# Portefeuille en maroquin



## chouchou4484

Hello

I am looking for the translation of an expression I didn't even know in French. _Portefeuilles en marocain_ sont des portefeuilles en cuir de grand format fabriqués en peau de chèvre ou de mouton.

If no one helps me find this, I will translate as goat-leather portfolio, but I don't really like it.

Have a good day


----------



## JeanDeSponde

Je suppose qu'il s'agit de *maroquin *= peau de chèvre tannée ? (ou, maintenant, peau de mouton tannée en imitation de la peau de chèvre) ?
_Morocco [leather]_
Maintenant, _portefeuille _est _portfolio_ dans le sens de portefeuille ministériel.
Pour garder billets et papier dans sa poche, on a en général un _wallet / billfold._


----------



## Grop

Note que l'orthographe semble être _maroquin_. WR suggère _levant_: maroquin.
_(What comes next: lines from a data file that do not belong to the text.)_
//! Category Aggregate: groups spare parts (Engine, Brakes, Electrical, ...)

use chrono::{DateTime, Utc};
use serde::{Deserialize, Serialize};
use uuid::Uuid;

use super::product::VehicleType;

#[derive(Clone, Copy, Debug, Default, PartialEq, Eq, Serialize, Deserialize, sqlx::Type)]
#[sqlx(type_name = "category_vehicle_type", rename_all = "snake_case")]
#[serde(rename_all = "snake_case")]
pub enum CategoryVehicleType {
    Bike,
    Car,
    Tractor,
    #[default]
    Both,
}

impl CategoryVehicleType {
    /// Values a listing filtered by `vehicle` should match.
    pub fn matching(vehicle: VehicleType) -> [CategoryVehicleType; 2] {
        let own = match vehicle {
            VehicleType::Bike => Self::Bike,
            VehicleType::Car => Self::Car,
            VehicleType::Tractor => Self::Tractor,
        };
        [own, Self::Both]
    }
}

#[derive(Clone, Debug, Serialize, sqlx::FromRow)]
#[serde(rename_all = "camelCase")]
pub struct Category {
    pub id: Uuid,
    pub name: String,
    pub slug: String,
    pub description: String,
    pub vehicle_type: CategoryVehicleType,
    pub image: String,
    pub is_active: bool,
    pub created_at: DateTime<Utc>,
    pub updated_at: DateTime<Utc>,
}
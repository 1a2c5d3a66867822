//! Styled text primitives
//!
//! This module defines the color model and run attributes produced by the
//! ANSI decoder. Indexed colors are resolved to concrete RGB values at the
//! time an SGR parameter is applied, so consumers only ever see `Default`
//! or `Rgb`.

use bitflags::bitflags;

/// Color definition
#[derive(Clone, Copy, Debug, PartialEq, Eq, Default)]
pub enum Color {
    /// The consumer's default foreground (or background) color
    #[default]
    Default,
    Rgb(u8, u8, u8),
}

/// Standard xterm 16-color palette (normal + bright).
const PALETTE_16: [(u8, u8, u8); 16] = [
    (0, 0, 0),       // black
    (205, 0, 0),     // red
    (0, 205, 0),     // green
    (205, 205, 0),   // yellow
    (0, 0, 238),     // blue
    (205, 0, 205),   // magenta
    (0, 205, 205),   // cyan
    (229, 229, 229), // white
    (127, 127, 127), // bright black
    (255, 0, 0),     // bright red
    (0, 255, 0),     // bright green
    (255, 255, 0),   // bright yellow
    (92, 92, 255),   // bright blue
    (255, 0, 255),   // bright magenta
    (0, 255, 255),   // bright cyan
    (255, 255, 255), // bright white
];

impl Color {
    /// Resolve an xterm 256-color index to RGB.
    ///
    /// 0-15 is the standard palette, 16-231 the 6x6x6 cube, 232-255 the
    /// grayscale ramp.
    pub fn from_index(n: u8) -> Self {
        match n {
            0..=15 => {
                let (r, g, b) = PALETTE_16[n as usize];
                Color::Rgb(r, g, b)
            }
            16..=231 => {
                let n = n - 16;
                let cube = |c: u8| if c == 0 { 0 } else { 55 + 40 * c };
                Color::Rgb(cube(n / 36), cube((n / 6) % 6), cube(n % 6))
            }
            232..=255 => {
                let gray = 8 + 10 * (n - 232);
                Color::Rgb(gray, gray, gray)
            }
        }
    }
}

bitflags! {
    #[derive(Clone, Copy, Debug, Default, PartialEq, Eq)]
    pub struct StyleFlags: u8 {
        const BOLD      = 0b0001;
        const ITALIC    = 0b0010;
        const UNDERLINE = 0b0100;
        const INVERSE   = 0b1000;
    }
}

/// Current SGR attributes carried between decoded chunks.
#[derive(Clone, Copy, Debug, Default, PartialEq, Eq)]
pub struct TextStyle {
    pub fg: Color,
    /// `None` means no background highlight at all (distinct from the
    /// consumer's default background color)
    pub bg: Option<Color>,
    pub flags: StyleFlags,
}

impl TextStyle {
    pub fn reset(&mut self) {
        *self = Self::default();
    }

    /// Resolve inverse video into concrete foreground/background colors.
    ///
    /// With no explicit background set, inverse renders the default
    /// foreground as text over the current foreground as highlight. With
    /// an explicit background already set, inverse performs no swap and
    /// the explicit colors stand.
    pub fn effective(&self) -> (Color, Option<Color>) {
        if self.flags.contains(StyleFlags::INVERSE) && self.bg.is_none() {
            (Color::Default, Some(self.fg))
        } else {
            (self.fg, self.bg)
        }
    }
}

/// One stretch of output text rendered with a single style.
///
/// Concatenating `text` over a decoded sequence of runs yields exactly the
/// decoded plain text; no escape bytes ever appear here.
#[derive(Clone, Debug, PartialEq, Eq)]
pub struct StyledRun {
    pub text: String,
    pub foreground: Color,
    pub background: Option<Color>,
    pub bold: bool,
    pub italic: bool,
    pub underlined: bool,
}

impl StyledRun {
    pub(crate) fn new(text: String, style: &TextStyle) -> Self {
        let (foreground, background) = style.effective();
        Self {
            text,
            foreground,
            background,
            bold: style.flags.contains(StyleFlags::BOLD),
            italic: style.flags.contains(StyleFlags::ITALIC),
            underlined: style.flags.contains(StyleFlags::UNDERLINE),
        }
    }

    /// A run in the default style, used for synthesized diagnostics.
    pub(crate) fn plain(text: String) -> Self {
        Self::new(text, &TextStyle::default())
    }
}

#[cfg(test)]
mod tests {
    use super::*;

    #[test]
    fn cube_and_grayscale_indices() {
        assert_eq!(Color::from_index(196), Color::Rgb(255, 0, 0));
        assert_eq!(Color::from_index(16), Color::Rgb(0, 0, 0));
        assert_eq!(Color::from_index(231), Color::Rgb(255, 255, 255));
        assert_eq!(Color::from_index(232), Color::Rgb(8, 8, 8));
        assert_eq!(Color::from_index(255), Color::Rgb(238, 238, 238));
    }

    #[test]
    fn inverse_swaps_only_without_explicit_background() {
        let mut style = TextStyle {
            fg: Color::from_index(1),
            bg: None,
            flags: StyleFlags::INVERSE,
        };
        assert_eq!(
            style.effective(),
            (Color::Default, Some(Color::Rgb(205, 0, 0)))
        );

        style.bg = Some(Color::Rgb(0, 0, 0));
        assert_eq!(
            style.effective(),
            (Color::Rgb(205, 0, 0), Some(Color::Rgb(0, 0, 0)))
        );
    }
}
De plus je pense que ton portefeuille se traduit plutôt par _wallet_.

Edit: Peut-être _morocco leather wallet_, comme suggère JDS.


----------



## ljosalfar

_Morocco leather_ is good. As for portefeuille...
A wallet is a man's porte-monnaie (a woman has a purse). In 18-19th century English you might find wallet used to refer to something the size of a briefcase, but not nowadays.
_Portfolio_ in English has a few senses - as a concept it refers to a collection of papers (either to do with ministerial responsibility, or a collection of stocks and shares, or an artist's representative collection that s/he shows to people); as an actual object, if it's a lot bigger than a briefcase then it refers to a big carrying bag for an artist's artwork.
If the portefeuille in this example is just for holding general papers, I'd use _briefcase_, or _folder_ if it's just like a sheet of leather that folds in two over the papers.


----------



## George French

One of the *many* translation/meaning of portefeuille is *wallet* in English & *portefeuille* in Dutch. Generally made of leather or plastic & it where you keep you paper money and many other similar items safe in your inside jacket pocket....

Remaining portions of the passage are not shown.